--- Records supplied Enclosed Below ---

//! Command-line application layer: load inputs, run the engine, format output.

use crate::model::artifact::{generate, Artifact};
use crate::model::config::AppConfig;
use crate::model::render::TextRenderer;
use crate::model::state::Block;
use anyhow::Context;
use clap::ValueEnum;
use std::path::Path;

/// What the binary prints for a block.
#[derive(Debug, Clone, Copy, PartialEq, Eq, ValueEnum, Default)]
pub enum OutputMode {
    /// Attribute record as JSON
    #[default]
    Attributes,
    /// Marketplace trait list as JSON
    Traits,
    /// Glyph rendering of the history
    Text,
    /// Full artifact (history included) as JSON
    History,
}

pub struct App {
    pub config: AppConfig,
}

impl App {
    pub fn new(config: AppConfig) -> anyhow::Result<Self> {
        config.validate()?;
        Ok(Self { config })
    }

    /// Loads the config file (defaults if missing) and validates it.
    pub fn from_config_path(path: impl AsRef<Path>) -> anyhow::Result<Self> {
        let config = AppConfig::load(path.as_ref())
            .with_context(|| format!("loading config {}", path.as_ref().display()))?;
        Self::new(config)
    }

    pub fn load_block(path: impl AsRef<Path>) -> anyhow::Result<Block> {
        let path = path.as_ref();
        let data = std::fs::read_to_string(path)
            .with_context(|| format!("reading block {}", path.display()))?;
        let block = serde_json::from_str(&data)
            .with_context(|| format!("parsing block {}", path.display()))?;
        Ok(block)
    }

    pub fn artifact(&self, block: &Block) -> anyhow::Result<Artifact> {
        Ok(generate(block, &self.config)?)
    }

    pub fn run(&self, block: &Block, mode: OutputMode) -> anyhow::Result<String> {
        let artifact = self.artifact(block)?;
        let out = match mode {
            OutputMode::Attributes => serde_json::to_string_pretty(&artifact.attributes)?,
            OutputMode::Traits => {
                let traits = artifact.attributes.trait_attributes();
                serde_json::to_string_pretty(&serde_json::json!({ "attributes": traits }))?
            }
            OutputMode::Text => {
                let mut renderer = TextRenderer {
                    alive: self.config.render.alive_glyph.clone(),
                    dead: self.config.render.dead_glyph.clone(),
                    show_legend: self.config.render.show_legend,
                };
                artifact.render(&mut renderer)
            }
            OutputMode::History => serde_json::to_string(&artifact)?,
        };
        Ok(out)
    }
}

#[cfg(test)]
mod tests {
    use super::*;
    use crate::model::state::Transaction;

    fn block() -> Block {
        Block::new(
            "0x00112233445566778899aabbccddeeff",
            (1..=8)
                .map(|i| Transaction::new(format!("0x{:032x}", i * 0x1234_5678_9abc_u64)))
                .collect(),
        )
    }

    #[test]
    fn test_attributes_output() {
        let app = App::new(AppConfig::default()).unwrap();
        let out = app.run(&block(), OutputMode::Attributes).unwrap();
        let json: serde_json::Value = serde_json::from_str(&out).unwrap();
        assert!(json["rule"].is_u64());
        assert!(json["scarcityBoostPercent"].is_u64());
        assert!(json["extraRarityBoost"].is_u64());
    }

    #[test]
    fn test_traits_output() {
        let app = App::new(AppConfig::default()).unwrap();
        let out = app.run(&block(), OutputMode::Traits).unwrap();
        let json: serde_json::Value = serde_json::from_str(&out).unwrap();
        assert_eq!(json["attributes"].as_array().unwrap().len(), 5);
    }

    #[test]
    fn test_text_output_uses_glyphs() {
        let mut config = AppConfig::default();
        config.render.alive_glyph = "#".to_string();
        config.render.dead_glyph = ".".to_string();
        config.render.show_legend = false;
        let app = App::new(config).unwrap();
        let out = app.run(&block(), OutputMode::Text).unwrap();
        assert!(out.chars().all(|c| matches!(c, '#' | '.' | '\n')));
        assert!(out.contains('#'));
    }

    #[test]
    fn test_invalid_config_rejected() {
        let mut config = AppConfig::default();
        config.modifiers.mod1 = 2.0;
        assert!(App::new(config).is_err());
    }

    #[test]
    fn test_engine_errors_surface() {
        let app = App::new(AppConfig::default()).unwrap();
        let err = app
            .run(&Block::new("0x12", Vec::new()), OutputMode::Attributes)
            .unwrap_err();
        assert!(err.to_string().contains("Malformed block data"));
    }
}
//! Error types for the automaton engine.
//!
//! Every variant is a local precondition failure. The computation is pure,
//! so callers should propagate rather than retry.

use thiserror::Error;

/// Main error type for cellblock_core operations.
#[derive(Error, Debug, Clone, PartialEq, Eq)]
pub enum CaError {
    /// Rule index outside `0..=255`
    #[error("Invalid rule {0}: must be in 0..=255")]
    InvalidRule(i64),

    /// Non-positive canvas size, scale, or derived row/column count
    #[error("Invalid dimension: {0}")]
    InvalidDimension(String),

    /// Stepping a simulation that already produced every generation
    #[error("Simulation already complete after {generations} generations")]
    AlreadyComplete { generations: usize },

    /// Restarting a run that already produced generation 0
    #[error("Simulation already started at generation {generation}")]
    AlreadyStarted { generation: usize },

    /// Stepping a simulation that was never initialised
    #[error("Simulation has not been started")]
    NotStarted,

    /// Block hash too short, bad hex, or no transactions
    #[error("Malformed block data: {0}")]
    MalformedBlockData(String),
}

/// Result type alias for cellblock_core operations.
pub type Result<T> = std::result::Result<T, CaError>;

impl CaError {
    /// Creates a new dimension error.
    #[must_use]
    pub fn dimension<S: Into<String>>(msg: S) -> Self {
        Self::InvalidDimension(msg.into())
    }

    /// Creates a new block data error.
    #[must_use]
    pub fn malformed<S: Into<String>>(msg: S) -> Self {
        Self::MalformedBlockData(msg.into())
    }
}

--- End of Enclosed Records supplied ---
--- Records supplied Enclosed Below ---

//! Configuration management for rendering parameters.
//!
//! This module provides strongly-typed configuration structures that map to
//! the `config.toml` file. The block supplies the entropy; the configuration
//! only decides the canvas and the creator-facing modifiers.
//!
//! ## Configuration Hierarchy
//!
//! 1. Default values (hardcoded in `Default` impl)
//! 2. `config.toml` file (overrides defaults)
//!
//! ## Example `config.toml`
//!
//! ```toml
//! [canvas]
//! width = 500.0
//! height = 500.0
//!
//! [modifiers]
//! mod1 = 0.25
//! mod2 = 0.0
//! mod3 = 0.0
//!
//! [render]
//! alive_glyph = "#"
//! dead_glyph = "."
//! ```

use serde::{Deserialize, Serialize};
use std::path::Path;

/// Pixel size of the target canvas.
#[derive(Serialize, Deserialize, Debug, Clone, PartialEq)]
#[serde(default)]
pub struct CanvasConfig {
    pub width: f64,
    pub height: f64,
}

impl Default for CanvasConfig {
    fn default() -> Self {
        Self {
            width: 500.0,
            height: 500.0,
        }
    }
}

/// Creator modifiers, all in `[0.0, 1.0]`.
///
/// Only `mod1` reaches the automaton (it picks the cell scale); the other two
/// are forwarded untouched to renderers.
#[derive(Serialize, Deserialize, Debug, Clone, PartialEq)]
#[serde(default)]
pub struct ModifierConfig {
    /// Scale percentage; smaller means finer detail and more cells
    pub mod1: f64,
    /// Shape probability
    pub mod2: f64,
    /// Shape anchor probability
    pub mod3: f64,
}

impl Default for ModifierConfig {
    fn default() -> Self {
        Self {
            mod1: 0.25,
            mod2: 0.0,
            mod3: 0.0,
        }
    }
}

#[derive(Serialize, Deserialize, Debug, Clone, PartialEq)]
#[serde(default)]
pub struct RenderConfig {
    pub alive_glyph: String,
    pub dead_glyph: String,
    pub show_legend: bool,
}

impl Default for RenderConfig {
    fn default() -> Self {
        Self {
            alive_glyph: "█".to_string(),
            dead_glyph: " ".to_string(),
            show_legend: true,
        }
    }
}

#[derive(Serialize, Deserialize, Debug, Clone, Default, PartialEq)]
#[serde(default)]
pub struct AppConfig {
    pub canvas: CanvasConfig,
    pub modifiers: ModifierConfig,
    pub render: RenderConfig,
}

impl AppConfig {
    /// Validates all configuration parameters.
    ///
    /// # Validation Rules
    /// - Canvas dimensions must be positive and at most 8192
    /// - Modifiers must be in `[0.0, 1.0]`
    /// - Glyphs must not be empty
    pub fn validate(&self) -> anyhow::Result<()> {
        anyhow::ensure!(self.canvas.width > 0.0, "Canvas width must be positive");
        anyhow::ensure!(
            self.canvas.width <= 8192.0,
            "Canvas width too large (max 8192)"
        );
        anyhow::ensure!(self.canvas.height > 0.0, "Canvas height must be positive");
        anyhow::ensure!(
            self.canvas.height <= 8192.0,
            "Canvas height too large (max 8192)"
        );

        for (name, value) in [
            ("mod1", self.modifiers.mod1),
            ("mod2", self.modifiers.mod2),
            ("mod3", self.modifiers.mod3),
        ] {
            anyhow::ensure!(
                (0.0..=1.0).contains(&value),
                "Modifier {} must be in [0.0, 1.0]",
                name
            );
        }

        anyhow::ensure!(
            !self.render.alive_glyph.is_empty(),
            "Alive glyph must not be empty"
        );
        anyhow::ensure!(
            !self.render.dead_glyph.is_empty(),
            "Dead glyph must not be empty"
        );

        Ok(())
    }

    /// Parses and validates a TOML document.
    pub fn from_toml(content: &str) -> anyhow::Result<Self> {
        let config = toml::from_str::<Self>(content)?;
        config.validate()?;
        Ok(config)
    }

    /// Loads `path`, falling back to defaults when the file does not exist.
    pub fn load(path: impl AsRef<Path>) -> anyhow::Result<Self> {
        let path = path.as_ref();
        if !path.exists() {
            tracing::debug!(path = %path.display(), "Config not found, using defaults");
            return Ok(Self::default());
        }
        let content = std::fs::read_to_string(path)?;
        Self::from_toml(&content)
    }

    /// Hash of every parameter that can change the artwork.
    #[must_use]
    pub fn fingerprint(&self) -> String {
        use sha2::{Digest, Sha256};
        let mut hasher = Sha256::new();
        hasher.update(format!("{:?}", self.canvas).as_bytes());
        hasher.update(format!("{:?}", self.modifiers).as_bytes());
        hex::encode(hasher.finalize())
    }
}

--- End of Enclosed Records supplied ---

- Task to carry out -
Return a word-for-word copy of the lines above from the one holding "config.render.show_legend = false;" through the one holding "Rule index outside", with both of them included and nothing besides.

- Written solution -
        config.render.show_legend = false;
        let app = App::new(config).unwrap();
        let out = app.run(&block(), OutputMode::Text).unwrap();
        assert!(out.chars().all(|c| matches!(c, '#' | '.' | '\n')));
        assert!(out.contains('#'));
    }

    #[test]
    fn test_invalid_config_rejected() {
        let mut config = AppConfig::default();
        config.modifiers.mod1 = 2.0;
        assert!(App::new(config).is_err());
    }

    #[test]
    fn test_engine_errors_surface() {
        let app = App::new(AppConfig::default()).unwrap();
        let err = app
            .run(&Block::new("0x12", Vec::new()), OutputMode::Attributes)
            .unwrap_err();
        assert!(err.to_string().contains("Malformed block data"));
    }
}
//! Error types for the automaton engine.
//!
//! Every variant is a local precondition failure. The computation is pure,
//! so callers should propagate rather than retry.

use thiserror::Error;

/// Main error type for cellblock_core operations.
#[derive(Error, Debug, Clone, PartialEq, Eq)]
pub enum CaError {
    /// Rule index outside `0..=255`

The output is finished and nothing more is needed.